Navios’ industry performance
Since Navios Maritime Partners (NMM) reported its earnings, the stock has dipped 28.3%, touching its 52-week low of $9.67 on December 15. In this series, we’ll analyze why the company slumped to new lows in 2014 despite recording strong revenue and an operating surplus in its latest third quarter earnings reported on October 27, 2014.
In this series, we’ll take a look at the company’s contracts and its spot market exposures to understand their implications for NMM stock holders.
Meanwhile, as compared to peers like DryShips Inc. (DRYS), Diana Shipping Inc. (DSX), Safe Bulkers Inc. (SB), and Navios Maritime Holdings Inc. (NM), who have also recorded significant declines in the past five years, Navios Maritime Partners’ stock price hasn’t seen declines as drastic. NM has a 2.01% holding in the Guggenheim Shipping ETF (SEA).

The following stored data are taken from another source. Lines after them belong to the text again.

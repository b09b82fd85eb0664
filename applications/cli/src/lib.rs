//! Lectern command-line tools
//!
//! Loads a course material collection exported by the portal, prints the
//! derived video playlist, and replays scripted playback sessions against a
//! recording resource.

pub mod config;
pub mod error;
pub mod render;
pub mod script;
pub mod session;

pub use config::CliConfig;
pub use error::{CliError, Result};
pub use script::{parse_script, ScriptCommand, ScriptLine};
pub use session::{run_session, Rejection, SessionReport};

use lectern_core::{parse_materials, MediaItem};
use std::path::Path;

/// Read a material collection from a JSON file
pub fn load_materials(path: &Path) -> Result<Vec<MediaItem>> {
    let json = std::fs::read_to_string(path)?;
    Ok(parse_materials(&json)?)
}

/// Read and parse a session script
pub fn load_script(path: &Path) -> Result<Vec<ScriptLine>> {
    let source = std::fs::read_to_string(path)?;
    parse_script(&source)
}
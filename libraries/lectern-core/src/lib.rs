//! Lectern Core
//!
//! Course material domain types shared by the playback engine and its hosts.
//!
//! The portal hands the engine an unordered collection of material records
//! (videos, documents, PDFs, ...). This crate defines those records and the
//! error type used when decoding them.
//!
//! # Example
//!
//! ```rust
//! use lectern_core::types::{MaterialId, MediaItem, MediaKind};
//!
//! let lecture = MediaItem::new(MaterialId::new(1), "Intro", MediaKind::Video, "/media/intro.mp4")
//!     .with_file_name("intro.mp4");
//!
//! assert!(lecture.is_video());
//! assert_eq!(lecture.source_name(), "intro.mp4");
//! ```

#![forbid(unsafe_code)]

pub mod error;
pub mod types;

pub use error::{CoreError, Result};
pub use types::{parse_materials, MaterialId, MediaItem, MediaKind};
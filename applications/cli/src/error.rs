/// CLI error types
use thiserror::Error;

pub type Result<T> = std::result::Result<T, CliError>;

#[derive(Error, Debug)]
pub enum CliError {
    #[error("Configuration error: {0}")]
    Config(String),

    #[error("Script error on line {line}: {message}")]
    Script { line: usize, message: String },

    #[error("IO error: {0}")]
    Io(#[from] std::io::Error),

    #[error(transparent)]
    Core(#[from] lectern_core::CoreError),
}

impl CliError {
    pub fn script(line: usize, message: impl Into<String>) -> Self {
        Self::Script {
            line,
            message: message.into(),
        }
    }
}
/// ID types for Lectern entities
use crate::error::CoreError;
use serde::{Deserialize, Serialize};
use std::fmt;
use std::str::FromStr;

/// Course material identifier
///
/// Unique within a course. The portal assigns these as integers.
#[derive(Debug, Clone, Copy, PartialEq, Eq, Hash, PartialOrd, Ord, Serialize, Deserialize)]
#[serde(transparent)]
pub struct MaterialId(i64);

impl MaterialId {
    /// Create a new material ID
    pub fn new(id: i64) -> Self {
        Self(id)
    }

    /// Get the inner value
    pub fn get(self) -> i64 {
        self.0
    }
}

impl fmt::Display for MaterialId {
    fn fmt(&self, f: &mut fmt::Formatter<'_>) -> fmt::Result {
        write!(f, "{}", self.0)
    }
}

impl From<i64> for MaterialId {
    fn from(id: i64) -> Self {
        Self(id)
    }
}

impl FromStr for MaterialId {
    type Err = CoreError;

    fn from_str(s: &str) -> Result<Self, Self::Err> {
        s.trim()
            .parse::<i64>()
            .map(Self)
            .map_err(|_| CoreError::invalid_input(format!("not a material id: {s:?}")))
    }
}
//! Session script parsing
//!
//! One command per line. Blank lines and lines starting with `#` are skipped.
//! Resource events (`meta`, `time`, `ended`, `error`) accept a trailing
//! `@<generation>` tag; untagged events are delivered with the controller's
//! active generation at the time they run.

use crate::error::{CliError, Result};
use lectern_core::MaterialId;
use lectern_playback::Generation;

/// One parsed script command
#[derive(Debug, Clone, PartialEq)]
pub enum ScriptCommand {
    Play,
    Pause,
    Toggle,
    Seek(f64),
    Volume(f64),
    Next,
    Previous,
    Select(usize),
    SelectId(MaterialId),
    TogglePlaylist,
    Metadata {
        duration: f64,
        generation: Option<Generation>,
    },
    Time {
        secs: f64,
        generation: Option<Generation>,
    },
    Ended {
        generation: Option<Generation>,
    },
    Error {
        message: String,
        generation: Option<Generation>,
    },
}

/// A command with the line it came from
#[derive(Debug, Clone, PartialEq)]
pub struct ScriptLine {
    pub line: usize,
    pub command: ScriptCommand,
}

impl ScriptCommand {
    /// Whether this command simulates a resource event
    pub fn is_resource_event(&self) -> bool {
        matches!(
            self,
            Self::Metadata { .. } | Self::Time { .. } | Self::Ended { .. } | Self::Error { .. }
        )
    }
}

/// Parse a whole script
pub fn parse_script(source: &str) -> Result<Vec<ScriptLine>> {
    source
        .lines()
        .enumerate()
        .filter_map(|(i, raw)| {
            let trimmed = raw.trim();
            if trimmed.is_empty() || trimmed.starts_with('#') {
                return None;
            }
            Some(parse_line(i + 1, trimmed).map(|command| ScriptLine {
                line: i + 1,
                command,
            }))
        })
        .collect()
}

fn parse_line(line: usize, text: &str) -> Result<ScriptCommand> {
    let mut tokens: Vec<&str> = text.split_whitespace().collect();

    let tag = tokens.last().copied().and_then(|last| last.strip_prefix('@'));
    let generation = match tag {
        Some(tag) if tokens.len() > 1 => {
            let value = tag
                .parse::<u64>()
                .map_err(|_| CliError::script(line, format!("invalid generation tag '@{tag}'")))?;
            tokens.pop();
            Some(Generation::new(value))
        }
        _ => None,
    };

    let (verb, args) = match tokens.split_first() {
        Some((verb, args)) => (verb.to_ascii_lowercase(), args),
        None => return Err(CliError::script(line, "empty command")),
    };

    let command = match verb.as_str() {
        "play" => ScriptCommand::Play,
        "pause" => ScriptCommand::Pause,
        "toggle" => ScriptCommand::Toggle,
        "next" => ScriptCommand::Next,
        "previous" | "prev" => ScriptCommand::Previous,
        "playlist" => ScriptCommand::TogglePlaylist,
        "seek" => ScriptCommand::Seek(number(line, &verb, args)?),
        "volume" => ScriptCommand::Volume(number(line, &verb, args)?),
        "select" => ScriptCommand::Select(single(line, &verb, args)?),
        "select-id" => ScriptCommand::SelectId(single(line, &verb, args)?),
        "meta" => ScriptCommand::Metadata {
            duration: number(line, &verb, args)?,
            generation,
        },
        "time" => ScriptCommand::Time {
            secs: number(line, &verb, args)?,
            generation,
        },
        "ended" => ScriptCommand::Ended { generation },
        "error" => ScriptCommand::Error {
            message: if args.is_empty() {
                "playback failed".to_string()
            } else {
                args.join(" ")
            },
            generation,
        },
        other => return Err(CliError::script(line, format!("unknown command '{other}'"))),
    };

    if generation.is_some() && !command.is_resource_event() {
        return Err(CliError::script(
            line,
            format!("'{verb}' does not take a generation tag"),
        ));
    }
    let takes_args = matches!(
        command,
        ScriptCommand::Seek(_)
            | ScriptCommand::Volume(_)
            | ScriptCommand::Select(_)
            | ScriptCommand::SelectId(_)
            | ScriptCommand::Metadata { .. }
            | ScriptCommand::Time { .. }
            | ScriptCommand::Error { .. }
    );
    if !takes_args && !args.is_empty() {
        return Err(CliError::script(line, format!("'{verb}' takes no arguments")));
    }

    Ok(command)
}

fn single<T: std::str::FromStr>(line: usize, verb: &str, args: &[&str]) -> Result<T> {
    match args {
        [value] => value
            .parse()
            .map_err(|_| CliError::script(line, format!("invalid argument '{value}' for '{verb}'"))),
        _ => Err(CliError::script(
            line,
            format!("'{verb}' expects exactly one argument"),
        )),
    }
}

fn number(line: usize, verb: &str, args: &[&str]) -> Result<f64> {
    single(line, verb, args)
}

Navios Maritime Partners, formed in 2007, is engaged in the seaborne transportation services of a range of drybulk commodities, including iron ore, coal, grain, and fertilizer. Navios Holdings owns a 20% interest in Navios Partners, which includes the 2% general partner interest. Meanwhile, Navios Maritime Partners has a holding of 3.2% in the Guggenheim Shipping ETF (SEA).
NMM has a strong management with the renowned Angeliki Frangou as its chair and CEO. Her strong expertise in technical ship management and leadership in risk management supports the company in strategizing and earning higher profits.

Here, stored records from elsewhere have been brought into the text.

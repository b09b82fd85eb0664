//! Lectern - Course Video Playback
//!
//! Plays the videos of a course as an ordered playlist, tracks progress, and
//! reports each natural completion.
//!
//! This crate provides:
//! - Playlist derivation (video-only, original order, initial item lookup)
//! - A pure playback reducer (`Idle → Playing ⇄ Paused → Ended`)
//! - Bounds-checked next/previous/select navigation, no wraparound
//! - Completion reporting through an injected callback
//! - Selection generations that discard events from superseded loads
//! - MIME type resolution and a read-only rendering projection
//!
//! # Architecture
//!
//! `lectern-playback` is platform-agnostic: the element that actually plays
//! video is reached through the [`MediaResource`] trait. Data flows one way:
//! materials → [`Playlist`] → [`PlaybackController`] → [`PlayerView`], and
//! resource events flow back into the controller tagged with the
//! [`Generation`] of the load that produced them.
//!
//! # Example
//!
//! ```rust
//! use lectern_core::{MaterialId, MediaItem, MediaKind};
//! use lectern_playback::{
//!     CompletionReporter, PlaybackController, PlayerConfig, PlayerView, RecordingResource,
//! };
//! use std::cell::RefCell;
//! use std::rc::Rc;
//!
//! let finished = Rc::new(RefCell::new(Vec::new()));
//! let sink = Rc::clone(&finished);
//!
//! let mut controller = PlaybackController::new(
//!     PlayerConfig::default(),
//!     Box::new(RecordingResource::new()),
//! )
//! .with_completion(CompletionReporter::new(move |id| sink.borrow_mut().push(id)));
//!
//! controller.set_materials(vec![
//!     MediaItem::new(MaterialId::new(1), "Welcome", MediaKind::Video, "/m/welcome.mp4"),
//!     MediaItem::new(MaterialId::new(2), "Syllabus", MediaKind::Pdf, "/m/syllabus.pdf"),
//! ]);
//!
//! // The platform reports back with the generation it was loaded under
//! let generation = controller.generation();
//! controller.on_metadata_loaded(generation, 300.0);
//! controller.play();
//! controller.on_ended(generation);
//!
//! assert_eq!(*finished.borrow(), vec![MaterialId::new(1)]);
//! assert!(matches!(controller.view(), PlayerView::Ready(_)));
//! ```

mod completion;
mod controller;
mod error;
pub mod events;
pub mod mime;
mod navigation;
mod playlist;
pub mod reducer;
mod resource;
pub mod types;
pub mod view;
mod volume;

// Public exports
pub use completion::{CompletionCallback, CompletionReporter};
pub use controller::PlaybackController;
pub use error::{PlaybackError, Result};
pub use events::{NoopObserver, PlaybackEvent, PlaybackObserver, TracingObserver};
pub use mime::{resolve_mime_type, VideoContainer, DEFAULT_MIME_TYPE};
pub use navigation::NavigationPolicy;
pub use playlist::{Playlist, PlaylistBuild};
pub use reducer::{reduce, Action, Disposition, Effect, ResourceEvent, Transition};
pub use resource::{CommandLog, MediaResource, RecordingResource, ResourceCommand};
pub use types::{Generation, PlaybackState, PlayerConfig, PlayerStatus};
pub use view::{format_time, NowPlaying, PlayerView, PlaylistEntry};
pub use volume::Volume;
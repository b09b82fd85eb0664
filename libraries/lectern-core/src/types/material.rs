/// Course material domain types
use crate::error::Result;
use crate::types::MaterialId;
use chrono::{DateTime, NaiveDateTime, Utc};
use serde::{Deserialize, Deserializer, Serialize};

/// Kind of course material
///
/// Serialized as the lowercase tag the portal uses. Tags outside the known set
/// are preserved verbatim in `Other`.
#[derive(Debug, Clone, PartialEq, Eq, Hash, Serialize, Deserialize)]
#[serde(from = "String", into = "String")]
pub enum MediaKind {
    Video,
    Document,
    Pdf,
    Image,
    Audio,
    Link,
    Other(String),
}

impl MediaKind {
    /// Tag as sent by the portal
    pub fn as_str(&self) -> &str {
        match self {
            MediaKind::Video => "video",
            MediaKind::Document => "document",
            MediaKind::Pdf => "pdf",
            MediaKind::Image => "image",
            MediaKind::Audio => "audio",
            MediaKind::Link => "link",
            MediaKind::Other(tag) => tag,
        }
    }
}

impl From<String> for MediaKind {
    fn from(tag: String) -> Self {
        match tag.trim().to_ascii_lowercase().as_str() {
            "video" => MediaKind::Video,
            "document" => MediaKind::Document,
            "pdf" => MediaKind::Pdf,
            "image" => MediaKind::Image,
            "audio" => MediaKind::Audio,
            "link" => MediaKind::Link,
            _ => MediaKind::Other(tag),
        }
    }
}

impl From<&str> for MediaKind {
    fn from(tag: &str) -> Self {
        MediaKind::from(tag.to_string())
    }
}

impl From<MediaKind> for String {
    fn from(kind: MediaKind) -> Self {
        match kind {
            MediaKind::Other(tag) => tag,
            known => known.as_str().to_string(),
        }
    }
}

/// One course material record
///
/// Immutable once received from the portal. The playback engine only reads it.
#[derive(Debug, Clone, PartialEq, Serialize, Deserialize)]
pub struct MediaItem {
    /// Identifier, unique within the course
    pub id: MaterialId,

    /// Display title
    pub title: String,

    /// Free-form description
    #[serde(default)]
    pub description: String,

    /// Where the resource is served from
    #[serde(alias = "file_url", alias = "file_path")]
    pub url: String,

    /// Optional poster image
    #[serde(default, alias = "thumbnail")]
    pub thumbnail_url: Option<String>,

    /// Duration in seconds, if the portal knows it
    #[serde(default, alias = "duration_secs")]
    pub duration: Option<f64>,

    /// Material type tag
    #[serde(rename = "type", alias = "material_type")]
    pub kind: MediaKind,

    /// Upload timestamp
    #[serde(
        rename = "upload_date",
        alias = "uploaded_at",
        deserialize_with = "deserialize_timestamp"
    )]
    pub uploaded_at: DateTime<Utc>,

    /// Original file name
    #[serde(default)]
    pub file_name: String,

    /// File type as reported at upload time
    #[serde(default)]
    pub file_type: String,

    /// Name of the uploader
    #[serde(default, alias = "uploaded_by")]
    pub uploader_name: Option<String>,
}

impl MediaItem {
    /// Create a material with only the required fields set
    pub fn new(
        id: MaterialId,
        title: impl Into<String>,
        kind: MediaKind,
        url: impl Into<String>,
    ) -> Self {
        Self {
            id,
            title: title.into(),
            description: String::new(),
            url: url.into(),
            thumbnail_url: None,
            duration: None,
            kind,
            uploaded_at: Utc::now(),
            file_name: String::new(),
            file_type: String::new(),
            uploader_name: None,
        }
    }

    /// Set the original file name
    #[must_use]
    pub fn with_file_name(mut self, file_name: impl Into<String>) -> Self {
        self.file_name = file_name.into();
        self
    }

    /// Set the known duration in seconds
    #[must_use]
    pub fn with_duration(mut self, secs: f64) -> Self {
        self.duration = Some(secs);
        self
    }

    /// Check if this material is playable in the video player
    pub fn is_video(&self) -> bool {
        self.kind == MediaKind::Video
    }

    /// Name used to guess the container format
    ///
    /// The original file name when present, the resource URL otherwise.
    pub fn source_name(&self) -> &str {
        if self.file_name.trim().is_empty() {
            &self.url
        } else {
            &self.file_name
        }
    }
}

/// Decode a material collection as returned by the portal
pub fn parse_materials(json: &str) -> Result<Vec<MediaItem>> {
    Ok(serde_json::from_str(json)?)
}

/// Accept RFC 3339 timestamps and the naive ISO form the portal emits for UTC
fn deserialize_timestamp<'de, D>(deserializer: D) -> std::result::Result<DateTime<Utc>, D::Error>
where
    D: Deserializer<'de>,
{
    let raw = String::deserialize(deserializer)?;

    if let Ok(parsed) = DateTime::parse_from_rfc3339(&raw) {
        return Ok(parsed.with_timezone(&Utc));
    }

    NaiveDateTime::parse_from_str(&raw, "%Y-%m-%dT%H:%M:%S%.f")
        .or_else(|_| NaiveDateTime::parse_from_str(&raw, "%Y-%m-%d %H:%M:%S%.f"))
        .map(|naive| naive.and_utc())
        .map_err(|e| serde::de::Error::custom(format!("invalid timestamp {raw:?}: {e}")))
}
//! Generate config command implementation

use anyhow::{Context, Result};
use clap::Args;
use std::path::PathBuf;
use textgate_core::DEFAULT_MAX_READ_SIZE;

/// Arguments for the generate-config command
#[derive(Debug, Args)]
pub struct GenerateConfigArgs {
    /// Output file path
    #[arg(short, long, value_name = "FILE", required = true)]
    pub output: PathBuf,
}

impl GenerateConfigArgs {
    /// Execute the generate-config command
    pub fn execute(&self) -> Result<()> {
        use std::fs;

        println!("Generating configuration template...");
        println!("  Output file: {}", self.output.display());

        fs::write(&self.output, generate_template())
            .with_context(|| format!("Failed to write to {}", self.output.display()))?;

        println!("✓ Configuration template generated successfully!");
        println!();
        println!("Next steps:");
        println!("1. Set [condition] pattern to the text you are looking for");
        println!("2. Validate your configuration:");
        println!("   textgate validate --config {}", self.output.display());
        println!("3. Use it for checking:");
        println!(
            "   textgate check -i 'docs/*.txt' --config {}",
            self.output.display()
        );

        Ok(())
    }
}

/// Template configuration content
fn generate_template() -> String {
    format!(
        r#"# textgate configuration

[evaluation]
# Maximum number of characters held in memory per section.
# Larger sections keep more context together; smaller ones bound memory tighter.
max_section_size = {DEFAULT_MAX_READ_SIZE}

[condition]
# Regular expression searched for in every section
pattern = "TODO"
# Match regardless of case
ignore_case = false
# Treat the pattern as literal text instead of a regular expression
literal = false

[output]
# "text" or "json"
default_format = "text"
pretty_json = true
"#
    )
}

Navios Partners operates 32 vessels with total capacity of 3.3 million deadweight tons and an average age of 7.5 years lower than the expected industry average. Its fleet consists of 14 Panamax vessels, eight Capesize vessels, three Ultra-Handymax vessels, and seven container vessels. From time to time, the company purchases additional vessels, including vessels from Navios Holdings. All the vessels are chartered out for an average remaining charter longer than three years to highly rated customers.